Prosecutors note that this heavily regulated business relies upon favorable legislation from Albany to survive, and it pays lobbyists hundreds of thousands of dollars per year.
Christopher Curcio, the government’s first witness and Adam Skelos’ supervisor, testified that the younger Skelos immediately had a “sense of entitlement and arrogance” and lied about working full time.
Curcio kept a secret log of the younger Skelos’ true hours, which he presented to the jury.
Adam Skelos eventually threatened to “bash [Curcio’s] head in” and told him he was “not fit enough to shine [his] shoes,” prosecutors say.
Curcio did not testify about this incident by the time proceedings closed for the day.
The younger Skelos repeatedly deflected questions about his work by invoking an arrangement between his father and PRI’s owner Anthony Bonomo, a Republican insider, Martins told the jury.
In a sarcastic aside, Martins told the jury that the senator called to complain that PRI staffers were “picking on Adam Skelos, who, by the way, was a full-grown man.”

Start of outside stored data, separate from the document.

//! Conversions between rasters and tensors, plus size padding.

use candle_core::{Device, IndexOp, Result, Tensor};
use image::{GrayImage, Luma, Rgb, RgbImage};

/// Smallest multiple of `multiple` that is `>= n`.
#[must_use]
pub fn padded_size(n: u32, multiple: u32) -> u32 {
    n.div_ceil(multiple) * multiple
}

/// Maps an out-of-range coordinate back into `0..n` by mirroring, edge repeated.
///
/// `n = 3`: `0 1 2 | 2 1 0 | 0 1 2 | ...`
fn reflect_index(i: u32, n: u32) -> u32 {
    let period = 2 * n;
    let r = i % period;
    if r < n {
        r
    } else {
        period - 1 - r
    }
}

/// Extends `image` to `width` x `height` by reflecting it across its bottom and
/// right edges.
///
/// Pixels already inside the image are unchanged. Pads longer than the image
/// keep alternating between mirrored and straight copies.
#[must_use]
pub fn reflect_pad(image: &RgbImage, width: u32, height: u32) -> RgbImage {
    let (w, h) = image.dimensions();
    RgbImage::from_fn(width, height, |x, y| {
        *image.get_pixel(reflect_index(x, w), reflect_index(y, h))
    })
}

/// Converts an RGB image into a (1,3,H,W) tensor with samples in `[0, 1]`.
///
/// # Errors
///
/// Fails if the tensor cannot be allocated on `device`.
pub fn rgb_to_tensor(image: &RgbImage, device: &Device) -> Result<Tensor> {
    let (w, h) = image.dimensions();
    let plane = (w * h) as usize;
    let mut data = vec![0f32; 3 * plane];
    for (i, px) in image.pixels().enumerate() {
        for (c, v) in px.0.iter().enumerate() {
            data[c * plane + i] = f32::from(*v) / 255.0;
        }
    }
    Tensor::from_vec(data, (1, 3, h as usize, w as usize), device)
}

/// Thresholds a mask: `1.0` where `mask >= threshold`, `0.0` elsewhere.
///
/// # Errors
///
/// Fails if the comparison cannot run on the mask's device.
pub fn threshold_mask(mask: &Tensor, threshold: f32) -> Result<Tensor> {
    mask.ge(f64::from(threshold))?.to_dtype(mask.dtype())
}

#[allow(clippy::cast_possible_truncation, clippy::cast_sign_loss)]
fn to_byte(v: f32) -> u8 {
    (v.clamp(0.0, 1.0) * 255.0).round() as u8
}

/// Converts the first image of a (N,3,H,W) tensor into an RGB image cropped to
/// `width` x `height` from the top-left corner.
///
/// # Errors
///
/// Fails if the tensor is not (N,3,H,W) or is smaller than the crop.
pub fn tensor_to_rgb(t: &Tensor, width: u32, height: u32) -> Result<RgbImage> {
    let planes = crop(t, width, height)?.to_vec3::<f32>()?;
    if planes.len() != 3 {
        candle_core::bail!("expected 3 channels, got {}", planes.len());
    }
    Ok(RgbImage::from_fn(width, height, |x, y| {
        let (x, y) = (x as usize, y as usize);
        Rgb([
            to_byte(planes[0][y][x]),
            to_byte(planes[1][y][x]),
            to_byte(planes[2][y][x]),
        ])
    }))
}

/// Converts the first image of a (N,1,H,W) tensor into a grayscale image cropped
/// to `width` x `height` from the top-left corner.
///
/// # Errors
///
/// Fails if the tensor is not (N,1,H,W) or is smaller than the crop.
pub fn tensor_to_mask(t: &Tensor, width: u32, height: u32) -> Result<GrayImage> {
    let plane = crop(t, width, height)?.i(0)?.to_vec2::<f32>()?;
    Ok(GrayImage::from_fn(width, height, |x, y| {
        Luma([to_byte(plane[y as usize][x as usize])])
    }))
}

fn crop(t: &Tensor, width: u32, height: u32) -> Result<Tensor> {
    t.i((0, .., ..height as usize, ..width as usize))
}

For Adam Skelo’s attorney Christopher Coniff, from the firm Ropes & Gray LLP, his 33-year-old client was a “sometimes immature and emotional” young man “trying to live the American dream.”
Gage, the senator’s lawyer, cast these arrangements as nothing more than a doting father’s concern for his son.
“You can root for your son, care for your son, and be involved with your son, and it’s not a crime,” he said.
Gage hinted at other reasons for the senator’s support for PRI, including doctors “fleeing New York because of high insurance rates” that inspired a march on Albany.
Perhaps anticipating this defense, prosecutor Martins told the jury that the government does not need to prove that Skelos only supported the initiatives because of the alleged bribes.
“For a corrupt politician’s perspective, there’s no better scenario than getting paid for something that you would have done anyway,” Martins said.